Microbial culture methods are vital in developing whole-cell applications and understanding the biochemical (e.g., thermostable enzyme production) and physiological nature of pure isolates. Culture-dependent analysis of sediment from Tatta Pani hot spring resulted in isolation and identification of species belonging mostly to Proteobacteria, followed by Firmicutes, Bacteroidetes, and Actinobacteria. In consistent with previous studies (Yasir et al., 2019), we also found that species from the Bacillus genus were common. Bacterial taxa retrieved in the culture-dependent method were not completely identified in 16S amplicon sequencing data. It is consistent with previous studies that showed partial overlapping in coverage of bacterial communities between the two methods (Amrane et al., 2019; Khan et al., 2019; Lagier et al., 2012). Probably, 16S amplicon sequencing might miss the low abundant bacteria, and the specific culture media support the growth of low abundant species as previously noticed (Diakite et al., 2019; Khan et al., 2019).
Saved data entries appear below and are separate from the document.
//! Dgraph-backed graph store implementation.
//!
//! Speaks the Dgraph HTTP API: DQL queries with variables against
//! `/query`, JSON mutations with `commitNow` against `/mutate`. The
//! atomic transitions of the store contract (OTP consumption, unique
//! channel/credential insertion, challenge deletion) are conditional
//! upserts: one request carries a query block naming the rows it
//! expects plus a mutation guarded by `@if` over that block, and the
//! response's `queries` section tells us whether the guard held at
//! transaction time.
//!
//! # Deadlines
//!
//! Every call runs under the configured deadline. A read that misses
//! it fails `Timeout`; a mutation that misses it fails `Indeterminate`
//! because the commit may have landed. A transaction the server aborts
//! due to a concurrent writer is not an error for the single-row
//! transitions: the other writer won, which the contract reports as
//! `false`.

use crate::config::StoreConfig;
use crate::constants::node_types;
use crate::error::{CoreError, Result};
use crate::providers::GraphStore;
use crate::state::{
    AuditEntry, AuthSession, ChannelOtp, ChannelType, ChallengeType, Role, User, UserChannel,
    WebAuthnChallenge, WebAuthnCredential,
};
use chrono::{DateTime, SecondsFormat, Utc};
use serde::de::DeserializeOwned;
use serde_json::json;
use std::time::Duration;

/// Whether a call is a pure read or may mutate.
#[derive(Clone, Copy)]
enum OpKind {
    Read,
    Write,
}

/// Dgraph response envelope.
#[derive(Debug, serde::Deserialize)]
struct DgraphResponse {
    #[serde(default)]
    data: serde_json::Value,
    #[serde(default)]
    errors: Vec<DgraphError>,
}

#[derive(Debug, serde::Deserialize)]
struct DgraphError {
    #[serde(default)]
    message: String,
}

/// Dgraph-backed [`GraphStore`].
#[derive(Clone)]
pub struct DgraphStore {
    endpoint: String,
    credential: String,
    deadline: Duration,
    client: reqwest::Client,
}

impl DgraphStore {
    /// Create a new Dgraph store handle.
    ///
    /// # Errors
    ///
    /// Returns [`CoreError::Config`] if the HTTP client cannot be
    /// constructed.
    pub fn new(config: StoreConfig) -> Result<Self> {
        let client = reqwest::Client::builder()
            .build()
            .map_err(|e| CoreError::Config(format!("HTTP client build failed: {e}")))?;

        Ok(Self {
            endpoint: config.endpoint.trim_end_matches('/').to_string(),
            credential: config.credential,
            deadline: Duration::from_millis(config.timeout_millis),
            client,
        })
    }

    /// Run a DQL query with variables, returning the `data` object.
    async fn query(
        &self,
        dql: &str,
        vars: &[(&str, String)],
    ) -> Result<serde_json::Value> {
        let variables: serde_json::Map<String, serde_json::Value> = vars
            .iter()
            .map(|(k, v)| ((*k).to_string(), serde_json::Value::String(v.clone())))
            .collect();
        let body = json!({ "query": dql, "variables": variables });

        self.post("/query", body, OpKind::Read).await
    }

    /// Run a mutation body against `/mutate?commitNow=true`.
    async fn mutate(&self, body: serde_json::Value) -> Result<serde_json::Value> {
        self.post("/mutate?commitNow=true", body, OpKind::Write).await
    }

    async fn post(
        &self,
        path: &str,
        body: serde_json::Value,
        kind: OpKind,
    ) -> Result<serde_json::Value> {
        let url = format!("{}{path}", self.endpoint);
        let request = self
            .client
            .post(&url)
            .header("X-Auth-Token", &self.credential)
            .json(&body)
            .send();

        let response = match tokio::time::timeout(self.deadline, request).await {
            Ok(Ok(response)) => response,
            Ok(Err(e)) => {
                tracing::error!(error = %e, "graph store unreachable");
                return Err(match kind {
                    OpKind::Read => CoreError::Transient("graph store unreachable".into()),
                    // The request may have left the socket before the
                    // failure; a commit cannot be ruled out.
                    OpKind::Write => CoreError::Indeterminate,
                });
            }
            Err(_) => {
                tracing::error!(deadline_ms = self.deadline.as_millis() as u64, "graph store deadline exceeded");
                return Err(match kind {
                    OpKind::Read => CoreError::Timeout,
                    OpKind::Write => CoreError::Indeterminate,
                });
            }
        };

        let status = response.status();
        if !status.is_success() {
            tracing::error!(status = %status, "graph store rejected request");
            return Err(CoreError::Transient(format!(
                "graph store returned {status}"
            )));
        }

        let envelope: DgraphResponse = response
            .json()
            .await
            .map_err(|e| CoreError::Serialization(format!("graph store response: {e}")))?;

        if let Some(error) = envelope.errors.first() {
            if error.message.to_lowercase().contains("abort") {
                return Err(CoreError::UniqueViolation("transaction aborted"));
            }
            tracing::error!(message = %error.message, "graph store error");
            return Err(CoreError::Transient("graph store error".into()));
        }

        Ok(envelope.data)
    }

    /// Deserialize the single row of query block `q`, if any.
    fn first_row<T: DeserializeOwned>(data: serde_json::Value) -> Result<Option<T>> {
        let rows = data.get("q").cloned().unwrap_or(serde_json::Value::Null);
        let mut parsed: Vec<T> = match rows {
            serde_json::Value::Null => Vec::new(),
            rows => serde_json::from_value(rows)
                .map_err(|e| CoreError::Serialization(format!("graph store row: {e}")))?,
        };
        Ok(if parsed.is_empty() {
            None
        } else {
            Some(parsed.swap_remove(0))
        })
    }

    /// How many uids query block `q` matched inside an upsert response.
    fn matched(data: &serde_json::Value) -> usize {
        data.get("queries")
            .and_then(|queries| queries.get("q"))
            .and_then(serde_json::Value::as_array)
            .map_or(0, Vec::len)
    }

    /// Insert one node with a blank uid and return the minted uid.
    async fn create_node(
        &self,
        node_type: &str,
        blank: &str,
        payload: &impl serde::Serialize,
    ) -> Result<String> {
        let node = node_json(node_type, blank, payload)?;
        let data = self.mutate(json!({ "set": [node] })).await?;
        minted_uid(&data, blank)
    }
}

/// Serialize an entity and stamp its blank uid and `dgraph.type`.
fn node_json(
    node_type: &str,
    blank: &str,
    payload: &impl serde::Serialize,
) -> Result<serde_json::Value> {
    let mut node = serde_json::to_value(payload)
        .map_err(|e| CoreError::Serialization(format!("graph store payload: {e}")))?;
    let Some(object) = node.as_object_mut() else {
        return Err(CoreError::Serialization("payload is not an object".into()));
    };
    object.insert("uid".into(), format!("_:{blank}").into());
    object.insert("dgraph.type".into(), node_type.into());
    Ok(node)
}

fn minted_uid(data: &serde_json::Value, blank: &str) -> Result<String> {
    data.get("uids")
        .and_then(|uids| uids.get(blank))
        .and_then(serde_json::Value::as_str)
        .map(ToString::to_string)
        .ok_or_else(|| CoreError::Serialization("mutation response missing uid".into()))
}

/// Quote a value for inlining into an upsert query block. Every value
/// that reaches here is machine-derived (hex digests, uids, enum
/// names), the escaping is belt and braces.
fn dql_string(value: &str) -> String {
    format!("\"{}\"", value.replace('\\', "\\\\").replace('"', "\\\""))
}

fn rfc3339(instant: DateTime<Utc>) -> String {
    instant.to_rfc3339_opts(SecondsFormat::Micros, true)
}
We isolated a MY-TP24 strain as a potential novel candidate species showing close branching with uncultured bacteria. Previously, Amin et al. reported a novel species from the Tatta Pani hot springs (Amin et al., 2016). Together, these findings suggest unexplored diversity of novel bacteria in the Tatta Pani hot spring.
Conclusions
We identified high thermophilic bacterial diversity in samples collected from non-volcanic Tatta Pani hot spring. Comparative analyses of enriched and non-enriched samples provided insight about rare taxa, revealing differing compositions of dominant bacteria, along with variation in the abundance of thermophilic bacteria. Culture-dependent analysis exhibiting potential for possible isolation of novel species. In conclusion, enrichment enhanced the retrieval of rare taxa but changed the overall microbial community and should be avoided to describe the hot spring microbiota composition. The culture-independent method provided a comprehensive analysis of the microbial community in hot springs. Further studies are recommended to improve culture-dependent methods for the isolation of hot spring microbiota.